Identifying groundwater contamination sources and supervising groundwater quality conditions are urgently needed to protect the groundwater resources of coastal areas like Contai of India, as communities here are heavily relying on groundwater which deteriorates progressively. So current research aims to address in detail about origins and influencing factors of groundwater contamination, status, and monitoring water quality by employing extremely useful leading technologies like principal component and factor analyses (PCA/FA), groundwater quality index (G), and multiple linear regression (MLR) that helps to simplify complicated works instead of the conventional methods. Eight groundwater quality parameters were evaluated here, such as pH, TH (total hardness), Tur (turbidity), EC (electrical conductivity), TDS (total dissolved solids), Mn (manganese), Fe (iron), and Cl (chloride) for 38 sites.
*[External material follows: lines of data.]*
// This Source Code Form is subject to the terms of the Mozilla Public
// License, v. 2.0. If a copy of the MPL was not distributed with this
// file, You can obtain one at https://mozilla.org/MPL/2.0/.

/*! ELF inspection.

Parses a shared object or executable and extracts the dynamic linking
facts the auditor cares about: needed libraries, soname, search paths,
interpreter, and versioned symbol requirements. Parsing seeks to the
offsets it needs through a [ReadCache]; files are never modified and
never read in full.
*/

use {
    crate::{
        arch::Architecture,
        error::{AuditError, Result},
    },
    object::{
        elf,
        read::{
            elf::{Dyn, FileHeader, ProgramHeader, SectionHeader, Sym},
            ReadCache, ReadRef, SectionIndex,
        },
        Endian, Endianness,
    },
    std::{
        collections::{BTreeMap, BTreeSet},
        fs::File,
        io::Read,
        path::{Path, PathBuf},
    },
};

/// Byte offsets of `e_ident` fields, per the ELF spec. Not exported by
/// the `object` crate as named constants.
const EI_CLASS: usize = 4;
const EI_DATA: usize = 5;
const EI_OSABI: usize = 7;

/// Flavor of libc a binary was linked against.
#[derive(Clone, Copy, Debug, Eq, Hash, PartialEq)]
pub enum Libc {
    Glibc,
    Musl,
}

/// ELF identity fields relevant to load compatibility.
#[derive(Clone, Copy, Debug, Eq, PartialEq)]
pub struct ElfIdent {
    pub class_64: bool,
    pub little_endian: bool,
    pub os_abi: u8,
    pub machine: u16,
}

impl ElfIdent {
    /// Whether a library with this identity can satisfy a dependency of
    /// `other`.
    ///
    /// OS ABIs `NONE`, `SYSV` and `GNU` are mutually compatible; class,
    /// endianness and machine must match exactly.
    pub fn is_compatible(&self, other: &ElfIdent) -> bool {
        let abi_ok = self.os_abi == other.os_abi
            || (matches!(self.os_abi, elf::ELFOSABI_NONE | elf::ELFOSABI_GNU)
                && matches!(other.os_abi, elf::ELFOSABI_NONE | elf::ELFOSABI_GNU));

        abi_ok
            && self.class_64 == other.class_64
            && self.little_endian == other.little_endian
            && self.machine == other.machine
    }
}

/// Dynamic linking facts extracted from one ELF file.
///
/// Instances are immutable records; nothing here writes back to the
/// file.
#[derive(Clone, Debug)]
pub struct ElfFile {
    /// Absolute path the file was parsed from.
    pub path: PathBuf,

    pub ident: ElfIdent,

    /// `PT_INTERP` contents, when present.
    pub interpreter: Option<String>,

    /// `DT_SONAME`, when present.
    pub soname: Option<String>,

    /// `DT_NEEDED` entries in file order.
    pub needed: Vec<String>,

    /// `DT_RPATH` entries, colon-split, as stored.
    pub rpaths: Vec<String>,

    /// `DT_RUNPATH` entries, colon-split, as stored.
    pub runpaths: Vec<String>,

    /// Versioned symbol requirements: library soname to version tokens,
    /// from `.gnu.version_r`. Dynamic loader entries are dropped.
    pub versioned_symbols: BTreeMap<String, BTreeSet<String>>,

    /// Version names this object defines (`.gnu.version_d`).
    pub version_definitions: BTreeSet<String>,

    /// Names of undefined dynamic symbols.
    pub undefined_symbols: BTreeSet<String>,

    /// Libc flavor inferred from the interpreter and needed libraries.
    pub libc: Option<Libc>,
}

impl ElfFile {
    /// Parse the ELF file at `path`.
    ///
    /// Fails with [AuditError::NotElf] when the magic bytes mismatch and
    /// [AuditError::MalformedElf] when structures are truncated or
    /// inconsistent.
    pub fn open(path: &Path) -> Result<Self> {
        let file = File::open(path)?;
        let cache = ReadCache::new(file);

        let ident = (&cache)
            .read_bytes_at(0, 16)
            .map_err(|_| AuditError::NotElf(path.display().to_string()))?;

        if ident.len() < 16 || ident[0..4] != elf::ELFMAG {
            return Err(AuditError::NotElf(path.display().to_string()));
        }

        match ident[EI_CLASS] {
            elf::ELFCLASS32 => inspect::<elf::FileHeader32<Endianness>, _>(path, &cache),
            elf::ELFCLASS64 => inspect::<elf::FileHeader64<Endianness>, _>(path, &cache),
            other => Err(AuditError::MalformedElf(
                path.display().to_string(),
                format!("unknown ELF class {}", other),
            )),
        }
    }

    /// The policy architecture token for this file.
    ///
    /// Fails with [AuditError::UnsupportedElf] when no policy
    /// architecture describes the machine/class/endianness combination.
    pub fn arch(&self) -> Result<Architecture> {
        Architecture::from_elf(
            self.ident.machine,
            self.ident.class_64,
            self.ident.little_endian,
        )
        .ok_or_else(|| AuditError::UnsupportedElf(self.path.display().to_string()))
    }

    /// The soname identifying this object: `DT_SONAME` when present,
    /// else the file name.
    pub fn soname_or_filename(&self) -> String {
        self.soname.clone().unwrap_or_else(|| {
            self.path
                .file_name()
                .map(|n| n.to_string_lossy().into_owned())
                .unwrap_or_default()
        })
    }
}

/// Read just enough of a file to learn its ELF identity.
///
/// Returns `Ok(None)` when the file is not ELF. Used to vet library
/// candidates during search without a full parse.
pub fn read_ident(path: &Path) -> Result<Option<ElfIdent>> {
    let mut file = match File::open(path) {
        Ok(f) => f,
        Err(_) => return Ok(None),
    };

    let mut buf = [0u8; 20];
    if file.read_exact(&mut buf).is_err() {
        return Ok(None);
    }

    if buf[0..4] != elf::ELFMAG {
        return Ok(None);
    }

    let class_64 = match buf[EI_CLASS] {
        elf::ELFCLASS32 => false,
        elf::ELFCLASS64 => true,
        _ => return Ok(None),
    };
    let little_endian = match buf[EI_DATA] {
        elf::ELFDATA2LSB => true,
        elf::ELFDATA2MSB => false,
        _ => return Ok(None),
    };

    // e_machine lives at offset 18 in both ELF classes.
    let machine = if little_endian {
        u16::from_le_bytes([buf[18], buf[19]])
    } else {
        u16::from_be_bytes([buf[18], buf[19]])
    };

    Ok(Some(ElfIdent {
        class_64,
        little_endian,
        os_abi: buf[EI_OSABI],
        machine,
    }))
}

/// Whether a file starts with the ELF magic bytes.
pub fn has_elf_magic(path: &Path) -> bool {
    let mut buf = [0u8; 4];
    match File::open(path) {
        Ok(mut f) => f.read_exact(&mut buf).is_ok() && buf == elf::ELFMAG,
        Err(_) => false,
    }
}

/// Version requirements on the dynamic loader itself are not symbol
/// demands the archive places on the platform; drop them the way the
/// policy check expects.
fn is_dynamic_loader(soname: &str) -> bool {
    soname.starts_with("ld-linux") || soname == "ld64.so.2" || soname == "ld64.so.1"
}

fn inspect<'data, Elf, R>(path: &Path, data: R) -> Result<ElfFile>
where
    Elf: FileHeader<Endian = Endianness>,
    R: ReadRef<'data>,
{
    let display = path.display().to_string();
    let m = |e: object::read::Error| AuditError::MalformedElf(display.clone(), e.to_string());

    let header = Elf::parse(data).map_err(m)?;
    let endian = header.endian().map_err(m)?;

    let ident = ElfIdent {
        class_64: header.is_class_64(),
        little_endian: endian.is_little_endian(),
        os_abi: header.e_ident().os_abi,
        machine: header.e_machine(endian),
    };

    let mut interpreter = None;
    for segment in header.program_headers(endian, data).map_err(m)? {
        if segment.p_type(endian) != elf::PT_INTERP {
            continue;
        }
        let raw = segment.data(endian, data).map_err(|_| {
            AuditError::MalformedElf(display.clone(), "PT_INTERP outside file".to_string())
        })?;
        let raw = match raw.iter().position(|&b| b == 0) {
            Some(pos) => &raw[..pos],
            None => raw,
        };
        interpreter = Some(String::from_utf8_lossy(raw).into_owned());
        break;
    }

    let sections = header.sections(endian, data).map_err(m)?;

    let mut soname = None;
    let mut needed = Vec::new();
    let mut rpaths = Vec::new();
    let mut runpaths = Vec::new();
    let mut undefined_symbols = BTreeSet::new();

    for (section_index, section) in sections.iter().enumerate() {
        if let Some((entries, strings_index)) = section.dynamic(endian, data).map_err(m)? {
            let strings = sections
                .strings(endian, data, strings_index)
                .unwrap_or_default();

            let dyn_string = |entry: &<Elf as FileHeader>::Dyn| -> Result<&'data [u8]> {
                entry
                    .val32(endian)
                    .and_then(|val| strings.get(val).ok())
                    .ok_or_else(|| {
                        AuditError::MalformedElf(
                            display.clone(),
                            "Invalid ELF dyn string".to_string(),
                        )
                    })
            };

            for entry in entries {
                match entry.tag32(endian) {
                    Some(elf::DT_NEEDED) => {
                        let value = dyn_string(entry)?;
                        needed.push(String::from_utf8_lossy(value).into_owned());
                    }
                    Some(elf::DT_SONAME) => {
                        let value = dyn_string(entry)?;
                        soname = Some(String::from_utf8_lossy(value).into_owned());
                    }
                    Some(elf::DT_RPATH) => {
                        let value = dyn_string(entry)?;
                        rpaths = split_search_path(&String::from_utf8_lossy(value));
                    }
                    Some(elf::DT_RUNPATH) => {
                        let value = dyn_string(entry)?;
                        runpaths = split_search_path(&String::from_utf8_lossy(value));
                    }
                    _ => {}
                }
            }
        }

        if section.sh_type(endian) == elf::SHT_DYNSYM {
            if let Some(symbols) = section
                .symbols(endian, data, &sections, SectionIndex(section_index))
                .map_err(m)?
            {
                let strings = symbols.strings();
                for sym in symbols.iter() {
                    if !sym.is_undefined(endian) {
                        continue;
                    }
                    let name = sym.name(endian, strings).map_err(m)?;
                    if !name.is_empty() {
                        undefined_symbols.insert(String::from_utf8_lossy(name).into_owned());
                    }
                }
            }
        }
    }

    let mut versioned_symbols: BTreeMap<String, BTreeSet<String>> = BTreeMap::new();
    if let Some((mut verneeds, strings_index)) = sections.gnu_verneed(endian, data).map_err(m)? {
        let strings = sections
            .strings(endian, data, strings_index)
            .unwrap_or_default();

        while let Some((verneed, mut vernauxes)) = verneeds.next().map_err(m)? {
            let file =
                String::from_utf8_lossy(verneed.file(endian, strings).map_err(m)?).into_owned();

            if is_dynamic_loader(&file) {
                continue;
            }

            while let Some(vernaux) = vernauxes.next().map_err(m)? {
                let version =
                    String::from_utf8_lossy(vernaux.name(endian, strings).map_err(m)?).into_owned();
                versioned_symbols
                    .entry(file.clone())
                    .or_default()
                    .insert(version);
            }
        }
    }

    let mut version_definitions = BTreeSet::new();
    if let Some((mut verdefs, strings_index)) = sections.gnu_verdef(endian, data).map_err(m)? {
        let strings = sections
            .strings(endian, data, strings_index)
            .unwrap_or_default();

        while let Some((_, mut verdauxes)) = verdefs.next().map_err(m)? {
            if let Some(verdaux) = verdauxes.next().map_err(m)? {
                let name =
                    String::from_utf8_lossy(verdaux.name(endian, strings).map_err(m)?).into_owned();
                version_definitions.insert(name);
            }
        }
    }

    let libc = infer_libc(interpreter.as_deref(), &needed);

    Ok(ElfFile {
        path: path.to_path_buf(),
        ident,
        interpreter,
        soname,
        needed,
        rpaths,
        runpaths,
        versioned_symbols,
        version_definitions,
        undefined_symbols,
        libc,
    })
}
Three principal components with ~ 81% of the total variance were extracted from the PCA/FA analysis. The origin of maximum loadings of each factor is identified as a result of saline water, disintegration and leaching process, organic or else biogenic activities, and lithogenic or otherwise non-lithogenic links through percolating water. G results show that ~ 87% of the samples fall into the good category and ~ 13% of the samples fall into the poor to very poor category. A model consisting of Tur, Fe, EC, Mn, TH, and Cl as independent parameters is more feasible and is proposed to predict G obtained from MLR analysis. This MLR model also suggests that turbidity with the highest beta coefficient (0.820) is a key contributor relative to the entire groundwater class in this affected area. The findings relating to this research may support the designer and officials in monitoring and protecting coastal groundwater resources like selected areas.
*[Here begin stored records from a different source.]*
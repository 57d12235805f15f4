// This Source Code Form is subject to the terms of the Mozilla Public
// License, v. 2.0. If a copy of the MPL was not distributed with this
// file, You can obtain one at https://mozilla.org/MPL/2.0/.

/*! Needed-library resolution.

Replicates the deterministic part of the runtime loader's search order
to locate a `DT_NEEDED` entry starting from a dependent binary:
dependent `DT_RUNPATH` (else `DT_RPATH`, plus ancestors' `DT_RPATH`
when walking the legacy chain), `LD_LIBRARY_PATH` when the caller opted
in, the parsed `ld.so.cache`, and finally the trusted directories.

A candidate only satisfies a dependency when its ELF class, endianness
and machine match the dependent's. Nothing is executed; files are only
read.
*/

use {
    crate::{
        arch::Architecture,
        elf::{read_ident, ElfFile, Libc},
        ldcache::LdsoCache,
        musl,
        version::{DottedVersion, SymbolVersion},
    },
    log::debug,
    std::path::{Path, PathBuf},
};

/// The libc flavor and version found on the host.
#[derive(Clone, Debug, Eq, PartialEq)]
pub struct HostLibc {
    pub libc: Libc,
    pub version: Option<DottedVersion>,
}

/// Determine the host's libc flavor from the filesystem.
pub fn system_libc() -> Libc {
    if musl::find_musl_libc().is_some() {
        debug!("detected musl libc");
        Libc::Musl
    } else {
        Libc::Glibc
    }
}

/// Needed-library resolver for one invocation.
///
/// All inputs influencing the search are explicit so tests can pin
/// them: the environment is never read here.
#[derive(Clone, Debug)]
pub struct Resolver {
    trusted_dirs: Option<Vec<PathBuf>>,
    ld_library_path: Option<String>,
    cache: LdsoCache,
    rpath_chain: bool,
}

impl Default for Resolver {
    fn default() -> Self {
        Self {
            trusted_dirs: None,
            ld_library_path: None,
            cache: LdsoCache::default(),
            rpath_chain: true,
        }
    }
}

impl Resolver {
    /// A resolver using the host's `ld.so.cache` and trusted
    /// directories.
    pub fn host() -> Self {
        Self {
            cache: LdsoCache::load_default(),
            ..Self::default()
        }
    }

    /// Consult the given `LD_LIBRARY_PATH` value during search.
    pub fn with_ld_library_path(mut self, value: Option<String>) -> Self {
        self.ld_library_path = value;
        self
    }

    /// Replace the loader cache.
    pub fn with_cache(mut self, cache: LdsoCache) -> Self {
        self.cache = cache;
        self
    }

    /// Replace the trusted directories (tests pin these).
    pub fn with_trusted_dirs(mut self, dirs: Vec<PathBuf>) -> Self {
        self.trusted_dirs = Some(dirs);
        self
    }

    /// Enable or disable the legacy parent-`DT_RPATH` chain walk.
    pub fn with_rpath_chain(mut self, enabled: bool) -> Self {
        self.rpath_chain = enabled;
        self
    }

    /// Whether the parent-RPATH chain walk is enabled.
    pub fn rpath_chain(&self) -> bool {
        self.rpath_chain
    }

    /// Locate `soname` for `dependent`.
    ///
    /// `parent_rpaths` carries the already-expanded `DT_RPATH` entries
    /// of the dependent's transitive parents; they participate only
    /// when the dependent has no `DT_RUNPATH` and the chain walk is
    /// enabled.
    pub fn resolve(
        &self,
        dependent: &ElfFile,
        soname: &str,
        parent_rpaths: &[PathBuf],
    ) -> Option<PathBuf> {
        let origin = dependent
            .path
            .parent()
            .map(|p| p.to_path_buf())
            .unwrap_or_else(|| PathBuf::from("."));

        // A slash makes the entry a literal path, not a search name.
        if soname.contains('/') {
            let candidate = if Path::new(soname).is_absolute() {
                PathBuf::from(soname)
            } else {
                origin.join(soname)
            };
            return candidate.exists().then(|| candidate);
        }

        let arch = dependent.arch().ok();

        let mut dirs: Vec<PathBuf> = Vec::new();

        if !dependent.runpaths.is_empty() {
            for entry in &dependent.runpaths {
                dirs.push(expand_dst_tokens(entry, &origin, arch));
            }
        } else {
            for entry in &dependent.rpaths {
                dirs.push(expand_dst_tokens(entry, &origin, arch));
            }
            if self.rpath_chain {
                dirs.extend(parent_rpaths.iter().cloned());
            }
        }

        if let Some(env_path) = &self.ld_library_path {
            for entry in env_path.split(':') {
                dirs.push(expand_dst_tokens(entry, &origin, arch));
            }
        }

        for dir in dedupe(dirs) {
            let candidate = normalize_lexically(&dir.join(soname));
            if self.candidate_matches(&candidate, dependent) {
                return Some(candidate);
            }
        }

        for path in self.cache.find(soname) {
            let candidate = PathBuf::from(path);
            if self.candidate_matches(&candidate, dependent) {
                return Some(candidate);
            }
        }

        for dir in self.trusted_dirs_for(arch, dependent.libc) {
            let candidate = normalize_lexically(&dir.join(soname));
            if self.candidate_matches(&candidate, dependent) {
                return Some(candidate);
            }
        }

        None
    }

    fn trusted_dirs_for(&self, arch: Option<Architecture>, libc: Option<Libc>) -> Vec<PathBuf> {
        if let Some(dirs) = &self.trusted_dirs {
            return dirs.clone();
        }

        // musl has its own search list, configurable through
        // /etc/ld-musl-{arch}.path.
        if libc == Some(Libc::Musl) {
            return musl::musl_search_paths(Path::new("/etc"));
        }

        let mut dirs = Vec::new();
        if arch.map(|a| a.is_64bit()).unwrap_or(false) {
            dirs.push(PathBuf::from("/lib64"));
            dirs.push(PathBuf::from("/usr/lib64"));
        }
        dirs.push(PathBuf::from("/lib"));
        dirs.push(PathBuf::from("/usr/lib"));
        dirs
    }

    fn candidate_matches(&self, candidate: &Path, dependent: &ElfFile) -> bool {
        match read_ident(candidate) {
            Ok(Some(ident)) => ident.is_compatible(&dependent.ident),
            _ => false,
        }
    }

    /// Determine the flavor and version of the libc a binary consumes.
    ///
    /// glibc versions come from the version definitions of the resolved
    /// `libc.so.6`; musl versions from running the interpreter, which
    /// doubles as `libc.so` and reports itself on stderr.
    pub fn detect_host_libc(&self, dependent: &ElfFile) -> Option<HostLibc> {
        match dependent.libc? {
            Libc::Glibc => {
                let libc_path = self.resolve(dependent, "libc.so.6", &[])?;
                let libc = ElfFile::open(&libc_path).ok()?;
                let version = libc
                    .version_definitions
                    .iter()
                    .filter_map(|token| {
                        let sv = SymbolVersion::parse(token);
                        if sv.group() == "GLIBC" {
                            sv.version().cloned()
                        } else {
                            None
                        }
                    })
                    .max();
                Some(HostLibc {
                    libc: Libc::Glibc,
                    version,
                })
            }
            Libc::Musl => {
                let interp = dependent
                    .interpreter
                    .as_ref()
                    .map(PathBuf::from)
                    .or_else(musl::find_musl_libc)?;
                Some(HostLibc {
                    libc: Libc::Musl,
                    version: musl::musl_version(&interp),
                })
            }
        }
    }
}

/// Expand the dynamic string tokens the loader substitutes in search
/// path entries. An empty entry means the working directory.
pub fn expand_dst_tokens(entry: &str, origin: &Path, arch: Option<Architecture>) -> PathBuf {
    if entry.is_empty() {
        return std::env::current_dir().unwrap_or_else(|_| PathBuf::from("."));
    }

    let origin_str = origin.to_string_lossy();
    let mut expanded = entry.to_string();
    for (token, replacement) in [
        ("$ORIGIN", origin_str.as_ref()),
        ("${ORIGIN}", origin_str.as_ref()),
    ] {
        expanded = expanded.replace(token, replacement);
    }

    if let Some(arch) = arch {
        for (token, replacement) in [
            ("$LIB", arch.lib_token()),
            ("${LIB}", arch.lib_token()),
            ("$PLATFORM", arch.token()),
            ("${PLATFORM}", arch.token()),
        ] {
            expanded = expanded.replace(token, replacement);
        }
    }

    PathBuf::from(expanded)
}

fn dedupe(dirs: Vec<PathBuf>) -> Vec<PathBuf> {
    let mut seen = std::collections::HashSet::new();
    dirs.into_iter().filter(|d| seen.insert(d.clone())).collect()
}

/// Lexically resolve `.` and `..` components, the way the loader's
/// path handling does; symlinks are not consulted.
pub fn normalize_lexically(path: &Path) -> PathBuf {
    let mut out = Vec::new();
    for component in path.components() {
        match component {
            std::path::Component::CurDir => {}
            std::path::Component::ParentDir => {
                if matches!(out.last(), Some(std::path::Component::Normal(_))) {
                    out.pop();
                } else {
                    out.push(component);
                }
            }
            other => out.push(other),
        }
    }
    out.iter().collect()
}

#[cfg(test)]
mod tests {
    use {
        super::*,
        crate::testutil::ElfFixture,
        object::elf::{EM_386, EM_X86_64},
    };

    fn write_lib(dir: &Path, name: &str, machine: u16) -> PathBuf {
        let path = dir.join(name);
        std::fs::write(&path, ElfFixture::new(machine).soname(name).build()).unwrap();
        path
    }

    fn write_dependent(dir: &Path, fixture: ElfFixture) -> ElfFile {
        let path = dir.join("extension.so");
        std::fs::write(&path, fixture.build()).unwrap();
        ElfFile::open(&path).unwrap()
    }

    #[test]
    fn origin_runpath_resolution() {
        let root = tempfile::tempdir().unwrap();
        let bin_dir = root.path().join("bin");
        let lib_dir = root.path().join("lib");
        std::fs::create_dir_all(&bin_dir).unwrap();
        std::fs::create_dir_all(&lib_dir).unwrap();

        let lib = write_lib(&lib_dir, "libfoo.so.1", EM_X86_64);
        let dependent = write_dependent(
            &bin_dir,
            ElfFixture::new(EM_X86_64)
                .needed("libfoo.so.1")
                .runpath("$ORIGIN/../lib"),
        );

        let resolver = Resolver::default().with_trusted_dirs(vec![]);
        assert_eq!(
            resolver.resolve(&dependent, "libfoo.so.1", &[]),
            Some(lib)
        );
        assert_eq!(resolver.resolve(&dependent, "libmissing.so.9", &[]), None);
    }

    #[test]
    fn runpath_shadows_rpath() {
        let root = tempfile::tempdir().unwrap();
        let rpath_dir = root.path().join("rpath");
        let runpath_dir = root.path().join("runpath");
        std::fs::create_dir_all(&rpath_dir).unwrap();
        std::fs::create_dir_all(&runpath_dir).unwrap();

        write_lib(&rpath_dir, "libfoo.so.1", EM_X86_64);
        let dependent = write_dependent(
            root.path(),
            ElfFixture::new(EM_X86_64)
                .needed("libfoo.so.1")
                .rpath("$ORIGIN/rpath")
                .runpath("$ORIGIN/runpath"),
        );

        // RUNPATH is present, so the RPATH directory is never searched.
        let resolver = Resolver::default().with_trusted_dirs(vec![]);
        assert_eq!(resolver.resolve(&dependent, "libfoo.so.1", &[]), None);
    }

    #[test]
    fn class_mismatch_skips_candidate() {
        let root = tempfile::tempdir().unwrap();
        let first = root.path().join("first");
        let second = root.path().join("second");
        std::fs::create_dir_all(&first).unwrap();
        std::fs::create_dir_all(&second).unwrap();

        write_lib(&first, "libfoo.so.1", EM_386);
        let good = write_lib(&second, "libfoo.so.1", EM_X86_64);

        let dependent =
            write_dependent(root.path(), ElfFixture::new(EM_X86_64).needed("libfoo.so.1"));

        let resolver = Resolver::default().with_trusted_dirs(vec![first, second]);
        assert_eq!(resolver.resolve(&dependent, "libfoo.so.1", &[]), Some(good));
    }

    #[test]
    fn parent_rpath_chain() {
        let root = tempfile::tempdir().unwrap();
        let chain_dir = root.path().join("chain");
        std::fs::create_dir_all(&chain_dir).unwrap();

        let lib = write_lib(&chain_dir, "libbar.so.2", EM_X86_64);
        let dependent =
            write_dependent(root.path(), ElfFixture::new(EM_X86_64).needed("libbar.so.2"));

        let parents = vec![chain_dir];

        let resolver = Resolver::default().with_trusted_dirs(vec![]);
        assert_eq!(
            resolver.resolve(&dependent, "libbar.so.2", &parents),
            Some(lib)
        );

        let no_chain = Resolver::default()
            .with_trusted_dirs(vec![])
            .with_rpath_chain(false);
        assert_eq!(no_chain.resolve(&dependent, "libbar.so.2", &parents), None);
    }

    #[test]
    fn ld_library_path_only_when_pinned() {
        let root = tempfile::tempdir().unwrap();
        let env_dir = root.path().join("env");
        std::fs::create_dir_all(&env_dir).unwrap();

        let lib = write_lib(&env_dir, "libbaz.so.3", EM_X86_64);
        let dependent =
            write_dependent(root.path(), ElfFixture::new(EM_X86_64).needed("libbaz.so.3"));

        let without = Resolver::default().with_trusted_dirs(vec![]);
        assert_eq!(without.resolve(&dependent, "libbaz.so.3", &[]), None);

        let with = Resolver::default()
            .with_trusted_dirs(vec![])
            .with_ld_library_path(Some(env_dir.to_string_lossy().into_owned()));
        assert_eq!(with.resolve(&dependent, "libbaz.so.3", &[]), Some(lib));
    }

    #[test]
    fn cache_resolution() {
        let root = tempfile::tempdir().unwrap();
        let cache_dir = root.path().join("cached");
        std::fs::create_dir_all(&cache_dir).unwrap();
        let lib = write_lib(&cache_dir, "libz.so.1", EM_X86_64);

        let cache = crate::ldcache::LdsoCache::from_entries(vec![crate::ldcache::CacheEntry {
            name: "libz.so.1".to_string(),
            path: lib.to_string_lossy().into_owned(),
        }]);

        let dependent =
            write_dependent(root.path(), ElfFixture::new(EM_X86_64).needed("libz.so.1"));

        let resolver = Resolver::default()
            .with_trusted_dirs(vec![])
            .with_cache(cache);
        assert_eq!(resolver.resolve(&dependent, "libz.so.1", &[]), Some(lib));
    }

    #[test]
    fn expand_tokens() {
        let origin = Path::new("/scratch/pkg");
        assert_eq!(
            expand_dst_tokens("$ORIGIN/../pkg.libs", origin, Some(Architecture::X86_64)),
            PathBuf::from("/scratch/pkg/../pkg.libs")
        );
        assert_eq!(
            expand_dst_tokens("/opt/$LIB/extra", origin, Some(Architecture::X86_64)),
            PathBuf::from("/opt/lib64/extra")
        );
        assert_eq!(
            expand_dst_tokens("/opt/${PLATFORM}", origin, Some(Architecture::Aarch64)),
            PathBuf::from("/opt/aarch64")
        );
    }
}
识别地下水污染源并监督地下水质量状况对于保护印度 Contai 等沿海地区的地下水资源至关重要,因为这里的社区严重依赖地下水,而地下水质量正在逐步恶化。因此,目前的研究旨在详细研究地下水污染的来源和影响因素、状况以及通过采用主成分和因子分析 (PCA/FA)、地下水质量指数 (G) 和多元线性回归 (MLR) 等非常有用的领先技术来监测水质,这些技术有助于简化复杂的工作,而不是采用传统方法。本研究评估了 8 个地下水质量参数,如 pH 值、总硬度 (TH)、浊度 (Tur)、电导率 (EC)、总溶解固体 (TDS)、锰 (Mn)、铁 (Fe) 和氯 (Cl),共 38 个站点。从 PCA/FA 分析中提取了三个具有约 81%总方差的主成分。每个因子的最大负荷的来源被确定为咸水、分解和淋滤过程、有机或生物成因活动以及通过渗滤水的岩源或非岩源联系的结果。G 结果表明,约 87%的样本属于良好类别,约 13%的样本属于较差至极差类别。一个由 Tur、Fe、EC、Mn、TH 和 Cl 作为独立参数组成的模型更可行,并被提出用于预测 MLR 分析得到的 G。该 MLR 模型还表明,浊度具有最高的 beta 系数(0.820),相对于该受影响地区的整个地下水类别,是一个关键贡献因素。本研究的研究结果可以为监测和保护沿海地下水资源(如选定地区)的设计者和官员提供支持。